This week's book give-away- the draw closes on Friday 23rd October at 12pm EST. To enter, leave a comment on this post or any of our posts this week.
I thought long and hard about what book I wanted to give away as a welcome to our blog. I debated whether to choose a book that stunned me with brilliant language; an Australian literary classic; or a book that inspired and haunted me. And in the end I decided I just couldn't pick between them, so I figured I'd leave that up to you. This week, I'll offer a choice of one of three books as the prize, and you get to pick which one you want if you win.
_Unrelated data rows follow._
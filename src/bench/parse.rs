//! Benchmark output parser
//!
//! Understands the line format printed by `go test -bench`:
//!
//! ```text
//! BenchmarkEncode-8   	  300000	      4521 ns/op	  28.31 MB/s	    1024 B/op	       3 allocs/op
//! ```
//!
//! Anything that is not a benchmark line (package headers, `PASS`, `ok`
//! summaries, log output) is skipped when parsing a whole stream.

use std::io::{BufRead, BufReader, Read};

use crate::models::{BenchmarkRecord, BenchmarkSet, Measured};
use crate::{BenchfluxError, Result};

const NAME_PREFIX: &str = "Benchmark";

/// Parse a single benchmark result line
///
/// # Examples
/// ```
/// use benchflux::bench::parse::parse_line;
/// use benchflux::models::Measured;
///
/// let record = parse_line("BenchmarkSort-4 2000 612345 ns/op").unwrap();
/// assert_eq!(record.name, "BenchmarkSort-4");
/// assert_eq!(record.n, 2000);
/// assert_eq!(record.measured, Measured::NS_PER_OP);
/// ```
pub fn parse_line(line: &str) -> Result<BenchmarkRecord> {
    let fields: Vec<&str> = line.split_whitespace().collect();
    // Name and iteration count; measurements are optional.
    if fields.len() < 2 {
        return Err(BenchfluxError::ParseError(format!(
            "two fields required, have {}",
            fields.len()
        )));
    }
    if !fields[0].starts_with(NAME_PREFIX) {
        return Err(BenchfluxError::ParseError(format!(
            "first field does not start with \"{}\"",
            NAME_PREFIX
        )));
    }
    let n: i64 = fields[1].parse().map_err(|e| {
        BenchfluxError::ParseError(format!("invalid iteration count {:?}: {}", fields[1], e))
    })?;

    let mut record = BenchmarkRecord::new(fields[0], n);
    // The name and count form the first pair; a trailing odd field is dropped.
    for i in 1..fields.len() / 2 {
        parse_measurement(&mut record, fields[i * 2], fields[i * 2 + 1]);
    }
    Ok(record)
}

fn parse_measurement(record: &mut BenchmarkRecord, quantity: &str, unit: &str) {
    match unit {
        "ns/op" => {
            if let Ok(value) = quantity.parse::<f64>() {
                record.ns_per_op = value;
                record.measured |= Measured::NS_PER_OP;
            }
        }
        "MB/s" => {
            if let Ok(value) = quantity.parse::<f64>() {
                record.mb_per_s = value;
                record.measured |= Measured::MB_PER_S;
            }
        }
        "B/op" => {
            if let Ok(value) = quantity.parse::<u64>() {
                record.alloced_bytes_per_op = value;
                record.measured |= Measured::ALLOCED_BYTES_PER_OP;
            }
        }
        "allocs/op" => {
            if let Ok(value) = quantity.parse::<u64>() {
                record.allocs_per_op = value;
                record.measured |= Measured::ALLOCS_PER_OP;
            }
        }
        _ => {}
    }
}

/// Parse every benchmark line of a stream into a set
///
/// Lines that are not benchmark results are ignored. Only a read failure
/// makes the whole set fail.
pub fn parse_set<R: Read>(reader: R) -> Result<BenchmarkSet> {
    let mut reader = BufReader::new(reader);
    let mut set = BenchmarkSet::new();
    let mut buf = Vec::new();
    let mut ord = 0;

    loop {
        buf.clear();
        if reader.read_until(b'\n', &mut buf)? == 0 {
            break;
        }
        let line = String::from_utf8_lossy(&buf);
        let line = line.trim_end_matches('\n').trim_end_matches('\r');

        if let Ok(record) = parse_line(line) {
            let record = record.with_ord(ord);
            ord += 1;
            set.entry(record.name.clone()).or_default().push(record);
        }
    }

    Ok(set)
}

#[cfg(test)]
mod tests {
    use super::*;
    use std::io;

    const SAMPLE: &str = "\
goos: linux
goarch: amd64
pkg: example.com/codec
BenchmarkEncode-8   \t  300000\t      4521 ns/op\t  28.31 MB/s\t    1024 B/op\t       3 allocs/op
BenchmarkDecode-8   \t  200000\t      6010 ns/op
BenchmarkEncode-8   \t  310000\t      4490 ns/op\t  28.50 MB/s\t    1024 B/op\t       3 allocs/op
PASS
ok  \texample.com/codec\t3.012s
";

    #[test]
    fn test_parse_line_all_fields() {
        let record = parse_line(
            "BenchmarkEncode-8 300000 4521 ns/op 28.31 MB/s 1024 B/op 3 allocs/op",
        )
        .unwrap();

        assert_eq!(record.name, "BenchmarkEncode-8");
        assert_eq!(record.n, 300000);
        assert_eq!(record.ns_per_op, 4521.0);
        assert_eq!(record.mb_per_s, 28.31);
        assert_eq!(record.alloced_bytes_per_op, 1024);
        assert_eq!(record.allocs_per_op, 3);
        assert_eq!(
            record.measured,
            Measured::NS_PER_OP
                | Measured::MB_PER_S
                | Measured::ALLOCED_BYTES_PER_OP
                | Measured::ALLOCS_PER_OP
        );
    }

    #[test]
    fn test_parse_line_rejects() {
        assert!(parse_line("").is_err());
        assert!(parse_line("BenchmarkLonely").is_err());
        assert!(parse_line("TestSomething 100 5 ns/op").is_err());
        assert!(parse_line("BenchmarkBadCount abc 5 ns/op").is_err());
    }

    #[test]
    fn test_parse_line_iterations_only() {
        let record = parse_line("BenchmarkNoop-8 1000").unwrap();
        assert_eq!(record.name, "BenchmarkNoop-8");
        assert_eq!(record.n, 1000);
        assert_eq!(record.measured, Measured::NONE);

        let record = parse_line("BenchmarkNoop-8 1000 12.5").unwrap();
        assert_eq!(record.measured, Measured::NONE);
    }

    #[test]
    fn test_parse_set_keeps_iterations_only_lines() {
        let set = parse_set("BenchmarkNoop-8 1000\nBenchmarkA 1 2 ns/op\n".as_bytes()).unwrap();
        assert_eq!(set.len(), 2);
        assert_eq!(set["BenchmarkNoop-8"][0].n, 1000);
        assert_eq!(set["BenchmarkNoop-8"][0].ord, 0);
        assert_eq!(set["BenchmarkA"][0].ord, 1);
    }

    #[test]
    fn test_parse_set_reads_past_long_lines() {
        let mut input = format!("PASS {}\n", "x".repeat(128 * 1024));
        input.push_str("BenchmarkAfter-8 5 10 ns/op\n");

        let set = parse_set(input.as_bytes()).unwrap();
        assert_eq!(set.len(), 1);
        assert_eq!(set["BenchmarkAfter-8"][0].n, 5);
    }

    #[test]
    fn test_parse_line_skips_unknown_and_bad_values() {
        let record =
            parse_line("BenchmarkMixed 10 12.5 ns/op 7 widgets/op x B/op 2 allocs/op").unwrap();
        assert_eq!(record.measured, Measured::NS_PER_OP | Measured::ALLOCS_PER_OP);
        assert_eq!(record.alloced_bytes_per_op, 0);
        assert_eq!(record.allocs_per_op, 2);
    }

    #[test]
    fn test_parse_line_ignores_trailing_odd_field() {
        let record = parse_line("BenchmarkOdd 10 12.5 ns/op 99").unwrap();
        assert_eq!(record.measured, Measured::NS_PER_OP);
    }

    #[test]
    fn test_parse_set_groups_in_order() {
        let set = parse_set(SAMPLE.as_bytes()).unwrap();

        assert_eq!(set.len(), 2);
        let encode = &set["BenchmarkEncode-8"];
        assert_eq!(encode.len(), 2);
        assert_eq!(encode[0].n, 300000);
        assert_eq!(encode[1].n, 310000);
        assert_eq!(encode[0].ord, 0);
        assert_eq!(encode[1].ord, 2);

        let decode = &set["BenchmarkDecode-8"];
        assert_eq!(decode.len(), 1);
        assert_eq!(decode[0].ord, 1);
        assert_eq!(decode[0].measured, Measured::NS_PER_OP);
    }

    #[test]
    fn test_parse_set_crlf_and_missing_newline() {
        let set = parse_set("BenchmarkA 1 2 ns/op\r\nBenchmarkB 3 4 ns/op".as_bytes()).unwrap();
        assert_eq!(set["BenchmarkA"][0].ns_per_op, 2.0);
        assert_eq!(set["BenchmarkB"][0].ns_per_op, 4.0);
    }

    #[test]
    fn test_parse_set_empty_input() {
        let set = parse_set(io::empty()).unwrap();
        assert!(set.is_empty());
    }

    struct FailingReader;

    impl Read for FailingReader {
        fn read(&mut self, _buf: &mut [u8]) -> io::Result<usize> {
            Err(io::Error::new(io::ErrorKind::Other, "device gone"))
        }
    }

    #[test]
    fn test_parse_set_read_error() {
        let err = parse_set(FailingReader).unwrap_err();
        assert!(matches!(err, BenchfluxError::IoError(_)));
    }
}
All three books are set in World War I, and each of the three books represent three different perspectives on the war: English, Australian and German. I didn't pick any of them because they were war genre or literary fiction. Each one came to mind when I was thinking about books that have had a profound impact on my writing, and I shall elaborate on why to help you decide which one YOU will pick if your name comes out of the hat this Friday. The books are:
REGENERATION, by Pat Barker
FLY AWAY PETER, by David Malouf
ALL QUIET ON THE WESTERN FRONT, by Erich Maria Remarque
First up: Pat Barker's REGENERATION.
The first in a trilogy that includes THE EYE IN THE DOOR and Booker Prize winner THE GHOST ROAD, REGENERATION is based on the real-life experiences of First World War British army officers being treated for shell-shock. The novel features fictionalised versions of real people, including poets Siegfried Sassoon and Robert Graves, and asks what is madness? The soldiers who crumble under the horrific conditions of the battlefield, or the society that keeps patching them up and sending them back to the front?
The book is dryly humourous and beautifully written with an absolute economy of language and a richness of character. The characters are vivid and real, and above all else their madness is understandable. Logical, even. This book made me wonder how any survivor of war could truly come home when the world was, for them, a different place.
Next: FLY AWAY PETER, by Australian author David Malouf.
I confess that I first read this short novella as a school assignment when I was 15, but it really changed my writing life. For the first time I stopped thinking about how the First World War impacted on other countries, and started thinking about what happened in Australia. This might sound a little crazy for someone whose relatives served in both World Wars, but honestly I didn't think too much about *them* or their experiences until after I'd read FLY AWAY PETER. And then I felt I understood a great deal more about those relatives and how they must have felt.
As well as that deeper understanding, this book showed me what it was to use words as a love letter to the Australian landscape.
The novella tells the story of three people whose lives intersect before the war begins, and examines the impact of the conflict on each of them. It's full of rich and evocative language, and captures the essence of the Queensland wilderness beautifully for the first half of the story. The story is equally stunning in the second half when it follows two of the characters to the trenches of France.
Lastly, a book that will never leave me: ALL QUIET ON THE WESTERN FRONT
The book was written by former WWI German soldier Erich Maria Remarque based on his experiences in the war, and portrays a group of teenagers from the same school class who sign up to serve in the trenches.
Seen through the eyes of one of the boys, the short novel is a dizzying ride through shooting, shelling, and every imaginable horror of the war. Almost worse than the fighting, however, is the separation the soldiers feel from their old lives when they have a chance to visit home on leave.
This story changed my reading (and writing) life. I felt so deeply for all the characters that it showed me a whole new realm of possibility for the emotional impact of a story. To put it simply, I want to be able to write a story that stays with readers the way this story has stayed with me. And one of the most interesting things about this book is that you'd never even know the characters were German if you weren't told. They're just boys.